Apesar de ser um antro de sobranceria, orgulho desmesurado, altivez e escarnio, não significa que não haja espaço, na Masmorra, para um ou outro heroi. Não serão muitos, serão mesmo muito poucos, mas existem é um facto.
Chuck Schuldiner é um deles.
Chuck Schuldiner é um deles.

Há duas grandes razões para este ligeiro curvar da espinha por parte de Mafarrico perante a menção deste nome: uma banda chamada Death e o facto de o Chuck se encontrar morto há 10 anos.
Tal como os anteriores mencionados nesta rúbrica, Chuck Schuldiner era o criador, compositor, mentor de todos os projectos por onde andou. Vocalista e guitarrista exímio, foi um dos impulsionadores do estilo Death Metal (há mesmo quem o apelide de pai desse estilo).
Para a Masmorra tudo começou com a álbum Human de 1991 (o 4º da banda). A tecnica apurada de Chuck na guitarra, com uma precisão e rapidez estonteante aleada à incorporação de melodias do outro mundo e à experimentação de novas sonoridades mais progressivas, transformaram para sempre a forma como Mafarrico viu o Death Metal.
Individual Thought Patterns (93), Symbolic (95) e The Sound of Perseverance (98) foram todos eles apogeus no percurso musical de Mafarrico e na sua formação demoníaca. De salientar o tema The Philosopher, cuja visualização do então denominado teledisco muito marcou este servidor do Sr. Satanás.
Para além disso, as letras abordam temas muito mais realistas e são subversivamente introspectivas. Abordam as questões do poder desmesurado e da submissão das massas ao mesmo, e fazem a ponte para os dilemas do indivíduo enquanto centro do universo.

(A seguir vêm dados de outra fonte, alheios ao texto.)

use std::future::Future;
use std::time::Duration;
use tokio_util::sync::CancellationToken;
use tracing::warn;

use crate::config::RetryConfig;

/// Errors that know whether trying again could help.
pub trait Retryable {
    fn is_retryable(&self) -> bool;
}

/// Bounded linear backoff: retry `n` waits `n * base_delay`.
#[derive(Debug, Clone, Copy, PartialEq, Eq)]
pub struct RetryPolicy {
    pub max_retries: u32,
    pub base_delay: Duration,
}

impl Default for RetryPolicy {
    fn default() -> Self {
        Self::from(&RetryConfig::default())
    }
}

impl From<&RetryConfig> for RetryPolicy {
    fn from(config: &RetryConfig) -> Self {
        Self {
            max_retries: config.max_retries,
            base_delay: config.base_delay(),
        }
    }
}

impl RetryPolicy {
    pub fn delay_before(&self, retry: u32) -> Duration {
        self.base_delay.saturating_mul(retry)
    }
}

/// Runs `operation` until it succeeds, fails with a non-retryable error, or
/// runs out of retries, in which case the last error is returned as is.
///
/// Returns `None` if `cancel` fires first; neither a value nor an error is
/// produced after cancellation.
pub async fn with_retry<T, E, F, Fut>(
    policy: &RetryPolicy,
    cancel: &CancellationToken,
    what: &str,
    mut operation: F,
) -> Option<Result<T, E>>
where
    E: Retryable + std::fmt::Display,
    F: FnMut() -> Fut,
    Fut: Future<Output = Result<T, E>>,
{
    let mut retries = 0;

    loop {
        let result = tokio::select! {
            biased;
            _ = cancel.cancelled() => return None,
            result = operation() => result,
        };

        match result {
            Ok(value) => return Some(Ok(value)),
            Err(e) if !e.is_retryable() => return Some(Err(e)),
            Err(e) if retries >= policy.max_retries => {
                warn!("{} failed after {} retries: {}", what, retries, e);
                return Some(Err(e));
            }
            Err(e) => {
                retries += 1;
                let delay = policy.delay_before(retries);
                warn!(
                    "{} failed (retry {}/{}): {}, retrying in {:?}",
                    what, retries, policy.max_retries, e, delay
                );

                tokio::select! {
                    biased;
                    _ = cancel.cancelled() => return None,
                    _ = tokio::time::sleep(delay) => {}
                }
            }
        }
    }
}

#[cfg(test)]
mod tests {
    use super::*;
    use crate::error::{LoadError, LoadErrorKind};
    use std::sync::atomic::{AtomicU32, Ordering};
    use std::sync::Arc;
    use tokio::time::Instant;

    fn policy() -> RetryPolicy {
        RetryPolicy::default()
    }

    #[tokio::test(start_paused = true)]
    async fn test_transient_failures_retry_with_linear_backoff() {
        let calls = Arc::new(AtomicU32::new(0));
        let token = CancellationToken::new();
        let started = Instant::now();

        let counter = calls.clone();
        let result = with_retry(&policy(), &token, "load", || {
            let counter = counter.clone();
            async move {
                let n = counter.fetch_add(1, Ordering::SeqCst);
                if n < 3 {
                    Err(LoadError::transient("busy"))
                } else {
                    Ok(n)
                }
            }
        })
        .await;

        assert_eq!(result.unwrap().unwrap(), 3);
        assert_eq!(calls.load(Ordering::SeqCst), 4);
        // 1s + 2s + 3s
        let waited = started.elapsed();
        assert!(waited >= Duration::from_secs(6) && waited < Duration::from_secs(7));
    }

    #[tokio::test(start_paused = true)]
    async fn test_gives_up_after_three_retries_with_last_error() {
        let calls = Arc::new(AtomicU32::new(0));
        let token = CancellationToken::new();

        let counter = calls.clone();
        let result: Option<Result<(), LoadError>> = with_retry(&policy(), &token, "load", || {
            let counter = counter.clone();
            async move {
                let n = counter.fetch_add(1, Ordering::SeqCst);
                Err(LoadError::transient(format!("attempt {}", n)))
            }
        })
        .await;

        let err = result.unwrap().unwrap_err();
        assert_eq!(err.kind(), LoadErrorKind::Transient);
        assert!(err.to_string().contains("attempt 3"));
        assert_eq!(calls.load(Ordering::SeqCst), 4);
    }

    #[tokio::test(start_paused = true)]
    async fn test_fatal_failures_are_not_retried() {
        for fatal in [
            LoadErrorKind::PermissionDenied,
            LoadErrorKind::InvalidArguments,
        ] {
            let calls = Arc::new(AtomicU32::new(0));
            let token = CancellationToken::new();
            let started = Instant::now();

            let counter = calls.clone();
            let result: Option<Result<(), LoadError>> =
                with_retry(&policy(), &token, "load", || {
                    let counter = counter.clone();
                    async move {
                        counter.fetch_add(1, Ordering::SeqCst);
                        Err(LoadError::new(fatal, "nope"))
                    }
                })
                .await;

            assert_eq!(result.unwrap().unwrap_err().kind(), fatal);
            assert_eq!(calls.load(Ordering::SeqCst), 1);
            assert_eq!(started.elapsed(), Duration::ZERO);
        }
    }

    #[tokio::test(start_paused = true)]
    async fn test_cancellation_during_backoff_yields_nothing() {
        let token = CancellationToken::new();
        let canceller = token.clone();
        tokio::spawn(async move {
            tokio::time::sleep(Duration::from_millis(500)).await;
            canceller.cancel();
        });

        let result: Option<Result<(), LoadError>> = with_retry(&policy(), &token, "load", || async {
            Err(LoadError::transient("busy"))
        })
        .await;

        assert!(result.is_none());
    }

    #[test]
    fn test_delays_grow_linearly() {
        let policy = policy();
        assert_eq!(policy.delay_before(1), Duration::from_secs(1));
        assert_eq!(policy.delay_before(2), Duration::from_secs(2));
        assert_eq!(policy.delay_before(3), Duration::from_secs(3));
    }
}
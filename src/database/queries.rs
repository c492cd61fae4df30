use crate::error::LoadError;
use crate::store::{columns, StoreQuery, StoreValue};

/// SQL text plus the parameters to bind, in placeholder order.
#[derive(Debug, Clone, PartialEq)]
pub struct CompiledQuery {
    pub sql: String,
    pub params: Vec<StoreValue>,
}

/// Turns a [`StoreQuery`] into a `SELECT` against the collection's table.
///
/// Only known columns may be projected or ordered on, and the selection must
/// carry exactly one argument per placeholder.
pub fn compile(query: &StoreQuery) -> Result<CompiledQuery, LoadError> {
    if query.projection.is_empty() {
        return Err(LoadError::invalid_arguments("projection is empty"));
    }
    if let Some(unknown) = query.projection.iter().find(|c| !columns::is_known(c)) {
        return Err(LoadError::invalid_arguments(format!(
            "cannot project unknown column '{}'",
            unknown
        )));
    }

    let placeholders = query.placeholder_count();
    if placeholders != query.args.len() {
        return Err(LoadError::invalid_arguments(format!(
            "selection has {} placeholders but {} arguments",
            placeholders,
            query.args.len()
        )));
    }

    if query.offset < 0 {
        return Err(LoadError::invalid_arguments(format!(
            "offset must not be negative, got {}",
            query.offset
        )));
    }

    let mut sql = format!(
        "SELECT {}\n  FROM {}",
        query.projection.join("\n     , "),
        query.collection.table()
    );
    let mut params = query.args.clone();

    if !query.selection.trim().is_empty() {
        sql.push_str("\n WHERE ");
        sql.push_str(&query.selection);
    }

    if let Some(order_by) = &query.order_by {
        validate_order_by(order_by)?;
        sql.push_str("\n ORDER BY ");
        sql.push_str(order_by);
    }

    match query.limit {
        Some(limit) if limit < 0 => {
            return Err(LoadError::invalid_arguments(format!(
                "limit must not be negative, got {}",
                limit
            )));
        }
        Some(limit) => {
            sql.push_str("\n LIMIT ? OFFSET ?");
            params.push(StoreValue::Integer(limit));
            params.push(StoreValue::Integer(query.offset));
        }
        None if query.offset > 0 => {
            sql.push_str("\n LIMIT -1 OFFSET ?");
            params.push(StoreValue::Integer(query.offset));
        }
        None => {}
    }

    Ok(CompiledQuery { sql, params })
}

fn validate_order_by(order_by: &str) -> Result<(), LoadError> {
    for term in order_by.split(',') {
        let mut parts = term.split_whitespace();
        let column = parts.next().unwrap_or_default();
        let direction = parts.next();

        let valid = columns::is_known(column)
            && parts.next().is_none()
            && direction.map_or(true, |d| {
                d.eq_ignore_ascii_case("ASC") || d.eq_ignore_ascii_case("DESC")
            });

        if !valid {
            return Err(LoadError::invalid_arguments(format!(
                "invalid sort term '{}'",
                term.trim()
            )));
        }
    }
    Ok(())
}
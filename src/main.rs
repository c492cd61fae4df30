use momento_gallery::app::create_app;
use momento_gallery::config::{load_config, save_default_config, Config, StoreConfig};
use momento_gallery::constants::CONFIG_PATH;
use momento_gallery::database::{
    create_pool, get_connection, init_media_store, schema::missing_columns, DbPool,
    SqliteMediaStore,
};
use momento_gallery::logging::{init_logging, install_panic_hook};
use momento_gallery::store::Collection;
use std::net::SocketAddr;
use std::sync::Arc;
use tracing::{error, info, warn};

fn exit_with(context: &str, error: impl std::fmt::Display) -> ! {
    error!("{}: {}", context, error);
    std::process::exit(1);
}

/// Creates the store tables in a writable copy of the configured store.
fn init_store(config: &Config) {
    let store_config = StoreConfig {
        read_only: false,
        ..config.store.clone()
    };
    if let Some(parent) = store_config.database_path.parent() {
        std::fs::create_dir_all(parent).ok();
    }

    let pool = create_pool(&store_config).unwrap_or_else(|e| exit_with("Failed to open store", e));
    let conn = get_connection(&pool).unwrap_or_else(|e| exit_with("Failed to get connection", e));
    init_media_store(&conn).unwrap_or_else(|e| exit_with("Failed to initialize store", e));

    info!("Initialized media store at {:?}", store_config.database_path);
}

/// Warns about store tables that lack columns queries depend on.
fn check_store_layout(pool: &DbPool) {
    let conn = match get_connection(pool) {
        Ok(c) => c,
        Err(e) => {
            warn!("Could not inspect media store: {}", e);
            return;
        }
    };

    for collection in Collection::BOTH {
        match missing_columns(&conn, collection.table()) {
            Ok(missing) if missing.is_empty() => {}
            Ok(missing) => warn!(
                "Table {} is missing columns {:?}; queries on it will fail",
                collection, missing
            ),
            Err(e) => warn!("Could not inspect table {}: {}", collection, e),
        }
    }
}

#[tokio::main]
async fn main() {
    if std::env::args().any(|arg| arg == "--init-config") {
        match save_default_config(&CONFIG_PATH) {
            Ok(_) => {
                println!("Default configuration saved to {:?}", *CONFIG_PATH);
                std::process::exit(0);
            }
            Err(e) => {
                eprintln!("Failed to save default configuration: {}", e);
                std::process::exit(1);
            }
        }
    }

    init_logging();
    install_panic_hook();

    let config = Arc::new(load_config(&CONFIG_PATH));

    if std::env::args().any(|arg| arg == "--init-store") {
        init_store(&config);
        return;
    }

    let pool = create_pool(&config.store)
        .unwrap_or_else(|e| exit_with("Failed to open media store", e));
    check_store_layout(&pool);

    let store = Arc::new(SqliteMediaStore::new(pool));
    let app = create_app(Arc::clone(&config), store);

    let addr: SocketAddr = format!("{}:{}", config.server.host, config.server.port)
        .parse()
        .unwrap_or_else(|e| exit_with("Invalid server address", e));
    info!("Starting Momento Gallery on {}", addr);

    let listener = tokio::net::TcpListener::bind(addr)
        .await
        .unwrap_or_else(|e| exit_with("Failed to bind", e));

    if let Err(e) = axum::serve(listener, app).await {
        exit_with("Server failed", e);
    }
}
pub mod aggregator;
pub mod app;
pub mod config;
pub mod constants;
pub mod database;
pub mod error;
pub mod logging;
pub mod models;
pub mod paging;
pub mod producer;
pub mod retry;
pub mod routes;
pub mod selection;
pub mod store;
pub mod usecases;

#[cfg(test)]
mod test_utils;

pub const VERSION: &str = "0.1.0";
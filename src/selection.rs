//! Compiles a [`MediaFilter`] and an optional album scope into a store
//! predicate.

use crate::constants::{CAMERA_ALBUM_ID, CAMERA_BUCKET_NAME, UNSCOPED_ALBUM_PREFIX};
use crate::models::{MediaFilter, UNBOUNDED};
use crate::store::{columns, StoreValue};

/// Clauses joined by `AND` plus their positional arguments.
#[derive(Debug, Clone, Default, PartialEq)]
pub struct Selection {
    pub clauses: Vec<String>,
    pub args: Vec<StoreValue>,
}

impl Selection {
    pub fn clause_string(&self) -> String {
        self.clauses.join(" AND ")
    }

    pub fn is_empty(&self) -> bool {
        self.clauses.is_empty()
    }

    fn push(&mut self, clause: String, arg: impl Into<StoreValue>) {
        self.clauses.push(clause);
        self.args.push(arg.into());
    }
}

pub fn build_selection(filter: &MediaFilter, album_id: Option<&str>) -> Selection {
    let mut selection = Selection::default();

    match album_id {
        Some(CAMERA_ALBUM_ID) => {
            selection.push(
                format!("{} = ?", columns::BUCKET_DISPLAY_NAME),
                CAMERA_BUCKET_NAME,
            );
        }
        Some(id) if !id.starts_with(UNSCOPED_ALBUM_PREFIX) => {
            selection.push(format!("{} = ?", columns::BUCKET_ID), id);
        }
        _ => {}
    }

    if filter.min_size_bytes > 0 {
        selection.push(format!("{} >= ?", columns::SIZE), filter.min_size_bytes);
    }
    if filter.max_size_bytes < UNBOUNDED {
        selection.push(format!("{} <= ?", columns::SIZE), filter.max_size_bytes);
    }

    if filter.after_date > 0 {
        selection.push(format!("{} >= ?", columns::DATE_TAKEN), filter.after_date);
    }
    if filter.before_date < UNBOUNDED {
        selection.push(format!("{} <= ?", columns::DATE_TAKEN), filter.before_date);
    }

    if !filter.mime_types.is_empty() {
        let mut conditions = Vec::with_capacity(filter.mime_types.len());
        for mime in &filter.mime_types {
            match mime.as_str() {
                "image/*" => conditions.push(format!("{} LIKE 'image/%'", columns::MIME_TYPE)),
                "video/*" => conditions.push(format!("{} LIKE 'video/%'", columns::MIME_TYPE)),
                literal => {
                    conditions.push(format!("{} = ?", columns::MIME_TYPE));
                    selection.args.push(StoreValue::from(literal));
                }
            }
        }
        selection.clauses.push(format!("({})", conditions.join(" OR ")));
    }

    tracing::trace!(
        "Built selection with {} clauses for album {:?}",
        selection.clauses.len(),
        album_id
    );
    selection
}
use r2d2::{Pool, PooledConnection};
use r2d2_sqlite::SqliteConnectionManager;
use rusqlite::{OpenFlags, Row};
use std::time::Duration;

use crate::config::StoreConfig;
use crate::error::{AppError, AppResult};
use crate::store::{RowSet, StoreValue};

pub type DbPool = Pool<SqliteConnectionManager>;
pub type DbConn = PooledConnection<SqliteConnectionManager>;

pub fn create_pool(config: &StoreConfig) -> AppResult<DbPool> {
    let flags = if config.read_only {
        OpenFlags::SQLITE_OPEN_READ_ONLY | OpenFlags::SQLITE_OPEN_NO_MUTEX | OpenFlags::SQLITE_OPEN_URI
    } else {
        OpenFlags::default()
    };
    let busy_timeout = Duration::from_millis(config.busy_timeout_ms);

    let manager = SqliteConnectionManager::file(&config.database_path)
        .with_flags(flags)
        .with_init(move |conn| conn.busy_timeout(busy_timeout));

    Pool::builder()
        .max_size(config.max_connections)
        .build(manager)
        .map_err(|e| AppError::Internal(format!("Failed to open media store: {}", e)))
}

pub fn get_connection(pool: &DbPool) -> AppResult<DbConn> {
    pool.get().map_err(AppError::Pool)
}

/// Runs `sql` and reads every row into a [`RowSet`] before the statement and
/// connection are handed back.
pub fn fetch_rows(conn: &DbConn, sql: &str, params: &[StoreValue]) -> rusqlite::Result<RowSet> {
    let mut stmt = conn.prepare(sql)?;
    let columns: Vec<String> = stmt.column_names().into_iter().map(String::from).collect();
    let width = columns.len();

    let mut rows = stmt.query(rusqlite::params_from_iter(params.iter()))?;
    let mut values = Vec::new();
    while let Some(row) = rows.next()? {
        values.push(read_row(row, width)?);
    }

    Ok(RowSet::new(columns, values))
}

fn read_row(row: &Row<'_>, width: usize) -> rusqlite::Result<Vec<StoreValue>> {
    (0..width)
        .map(|i| row.get_ref(i).map(StoreValue::from))
        .collect()
}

Todas, mas todas as letras são dignas de serem lidas e interpretadas por cada um. Aqui fica apenas um exemplo de como Chuck era um excelente letrista:
Ashes and promises share a bond
Through the winds of change
Words are blown away
When visions that should be
Are tattooed in your mind
The power to let go
Is sometimes hard to find
The answer cannot be found
In the writing of others
Or the words of a trained mind
In a precious world of memories
We find ourselves confined
(Empty words, Symbolic, 1995)
(Empty words, Symbolic, 1995)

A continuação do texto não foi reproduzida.